For me, December 2, 2011 was an important day: It was the day I confirmed that In-N-Out Burger is not worth the hype, but the company still makes pretty good burgers.
Here now — without malice about the company building its Fort Worth location next to a struggling Wendy’s or guilt about eating too much red meat — are my thoughts about my first In-N-Out burger as experienced at their West 7th location in Fort Worth, Texas.
I was a bit disappointed that the crowds have died down to the point that there was no waiting in line or worrying about where to sit at 5:15 p.m. on a Friday. We were able to order right away and found a seat with no problem.
The Wendy’s next door was almost empty, and the In-N-Out Burger was only moderately busy.
Still, waiting in line must be part of the appeal, because the stark white over-lit interior offered nothing to hold my attention or make for an interesting dining experience.
I did my research and decided in advance what to order. I don’t like big meals anymore, but I do like weird burgers. For me, then, it was to be a “single animal style”. For $2 — a good value — you get a regular-sized burger with all the veggies and thousand island sauce. The words “animal style” mean they cook mustard into the meat and add extra sauce, chopped grilled onions and chopped pickle to the other veggies.

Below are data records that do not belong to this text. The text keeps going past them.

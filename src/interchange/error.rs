//! Error types for interchange operations.

use thiserror::Error;

/// Errors that can occur while exporting or importing delta graphs.
#[derive(Debug, Error)]
pub enum InterchangeError {
    /// JSON serialization or deserialization error.
    #[error("JSON error: {0}")]
    Json(#[from] serde_json::Error),

    /// IO error during read/write.
    #[error("IO error: {0}")]
    Io(#[from] std::io::Error),

    /// The payload names a node id no op refers to, or vice versa.
    #[error("inconsistent delta payload: {0}")]
    Inconsistent(String),
}
//! Returns: value and void.

use jcpg::cpg::{EdgeLabel, NodeKind};

use crate::helpers::fixtures::{World, assignment_method, return_int_method};
use crate::helpers::graph_assert::{assert_cfg, has_edge, identifiers_named, node, only_node_of_kind};

#[test]
fn test_return_value_shape() {
    let world = World::new();
    let method = return_int_method();
    let delta = world.lower(&method);

    let ret = only_node_of_kind(&delta, NodeKind::Return);
    assert_eq!(node(&delta, ret).code, "return a");

    // The operand identifier is AST and ARGUMENT child of the return.
    let children = delta.out_neighbors(ret, EdgeLabel::Ast);
    assert_eq!(children.len(), 1);
    let operand = children[0];
    assert_eq!(node(&delta, operand).kind, NodeKind::Identifier);
    assert_eq!(node(&delta, operand).name, "a");
    assert!(has_edge(&delta, ret, operand, EdgeLabel::Argument));

    // operand → RETURN → METHOD_RETURN
    assert_cfg(&delta, operand, ret);
    let stub = world.stub(&method);
    assert_cfg(&delta, ret, stub.method_return.unwrap());
}

#[test]
fn test_return_hangs_off_entry_block() {
    let world = World::new();
    let method = return_int_method();
    let delta = world.lower(&method);

    let ret = only_node_of_kind(&delta, NodeKind::Return);
    let block = world.stub(&method).body_block.unwrap();
    assert!(has_edge(&delta, block, ret, EdgeLabel::Ast));
}

#[test]
fn test_return_has_single_cfg_successor() {
    let world = World::new();
    let method = return_int_method();
    let delta = world.lower(&method);

    let ret = only_node_of_kind(&delta, NodeKind::Return);
    let stub = world.stub(&method);
    assert_eq!(
        delta.out_neighbors(ret, EdgeLabel::Cfg),
        vec![stub.method_return.unwrap()]
    );
}

#[test]
fn test_return_void_targets_method_return() {
    let world = World::new();
    let method = assignment_method();
    let delta = world.lower(&method);

    let ret = only_node_of_kind(&delta, NodeKind::Return);
    let stub = world.stub(&method);
    assert_eq!(
        delta.out_neighbors(ret, EdgeLabel::Cfg),
        vec![stub.method_return.unwrap()]
    );
    // A void return carries no operand.
    assert!(delta.out_neighbors(ret, EdgeLabel::Ast).is_empty());
}

#[test]
fn test_return_operand_identifier_refs_local() {
    let world = World::new();
    let method = return_int_method();
    let delta = world.lower(&method);

    let local = only_node_of_kind(&delta, NodeKind::Local);
    for ident in identifiers_named(&delta, "a") {
        assert!(has_edge(&delta, ident, local, EdgeLabel::Ref));
    }
}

The extra sauce was too much, but everything else was fine. It was a good, solid fast-food burger that tasted like a burger should. I have no complaints nor raves. The grilled onions and extra pickle were nice, but the burger was nothing to get excited about.

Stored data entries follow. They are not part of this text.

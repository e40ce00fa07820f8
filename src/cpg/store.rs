//! Minimal in-memory CPG backend.
//!
//! Applies delta graphs as bulk transactions. The lowering core is
//! allowed to emit redundant edges; the store dedups them on apply, so
//! edge queries have set semantics. Stub and type nodes created outside
//! a delta are registered directly.

use indexmap::{IndexMap, IndexSet};

use super::delta::{DeltaGraph, DeltaOp};
use super::edge::EdgeLabel;
use super::node::{CpgNode, NodeId, NodeKind};

/// In-memory node/edge store with consumer-side edge dedup.
#[derive(Debug, Clone, Default)]
pub struct CpgStore {
    nodes: IndexMap<NodeId, CpgNode>,
    edges: IndexSet<(NodeId, NodeId, EdgeLabel)>,
}

impl CpgStore {
    pub fn new() -> Self {
        Self::default()
    }

    /// Register a node created outside a delta (method stubs, types).
    pub fn register(&mut self, id: NodeId, node: CpgNode) {
        self.nodes.insert(id, node);
    }

    /// Apply a delta graph in op order. Duplicate edges collapse.
    pub fn apply(&mut self, delta: &DeltaGraph) {
        for op in delta.ops() {
            match *op {
                DeltaOp::AddNode(id) => {
                    if let Some(node) = delta.node(id) {
                        self.nodes.insert(id, node.clone());
                    }
                }
                DeltaOp::AddEdge { src, dst, label } => {
                    self.edges.insert((src, dst, label));
                }
            }
        }
    }

    pub fn node(&self, id: NodeId) -> Option<&CpgNode> {
        self.nodes.get(&id)
    }

    pub fn nodes(&self) -> impl Iterator<Item = (NodeId, &CpgNode)> {
        self.nodes.iter().map(|(&id, node)| (id, node))
    }

    pub fn nodes_of_kind(&self, kind: NodeKind) -> Vec<NodeId> {
        self.nodes
            .iter()
            .filter(|(_, n)| n.kind == kind)
            .map(|(&id, _)| id)
            .collect()
    }

    pub fn has_edge(&self, src: NodeId, dst: NodeId, label: EdgeLabel) -> bool {
        self.edges.contains(&(src, dst, label))
    }

    pub fn edges(&self) -> impl Iterator<Item = (NodeId, NodeId, EdgeLabel)> + '_ {
        self.edges.iter().copied()
    }

    pub fn out_neighbors(&self, src: NodeId, label: EdgeLabel) -> Vec<NodeId> {
        self.edges()
            .filter(|&(s, _, l)| s == src && l == label)
            .map(|(_, d, _)| d)
            .collect()
    }

    pub fn in_neighbors(&self, dst: NodeId, label: EdgeLabel) -> Vec<NodeId> {
        self.edges()
            .filter(|&(_, d, l)| d == dst && l == label)
            .map(|(s, _, _)| s)
            .collect()
    }

    pub fn node_count(&self) -> usize {
        self.nodes.len()
    }

    pub fn edge_count(&self) -> usize {
        self.edges.len()
    }
}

To be complete, I must mention the fries, available in one size for $1.50. In-N-Out fries get a below average rating from me. They’re made from real potatoes — a plus — but they’re limp, tasteless and uninteresting. Serving them with a salt packet and a napkin on top must be some kind of hint, but I didn’t understand it. Should I salt the fries or just wrap them up and take them to someone who likes them?
It’s interesting that some reviewers make a big deal of In-N-Out’s fresh, never-frozen beef, but Wendy’s (still standing nearly empty next door) uses never-frozen beef too. In fact, since Wendy’s upgraded their burgers, they’re very similar to In-N-Out’s. The new Wendy’s burgers are even served standing on their sides, just like the ones inside the glowing white restaurant only steps away.
Reviewers also seem to like the fact that In-N-Out is family owned, not publicly traded or franchised. That doesn’t matter to me, but it’s something unique among big burger chains.
My biggest complaint about In-N-Out Burger’s location in the developing West 7th entertainment district in Fort Worth is the design of the building itself. It looks like something that belongs on a suburban highway, not a vibrant city street. The lot also shows just as much parking as building, and that doesn’t look right in the heart of the city.
For me, In-N-Out Burger seems like an necessary addition to the Texas burger landscape. Whataburger and Sonic are well established here, and they both offer adequate burgers. Wendy’s probably offers the best chain burger today, however. No others even deserve mentioning.
In-N-Out Burger offers nice burgers in a bland atmosphere with a simple menu and very little fuss. My experience with this much-touted chain is that it’s fine. There’s nothing wrong with it. But Wendy’s has better fries, and they seem to need the business.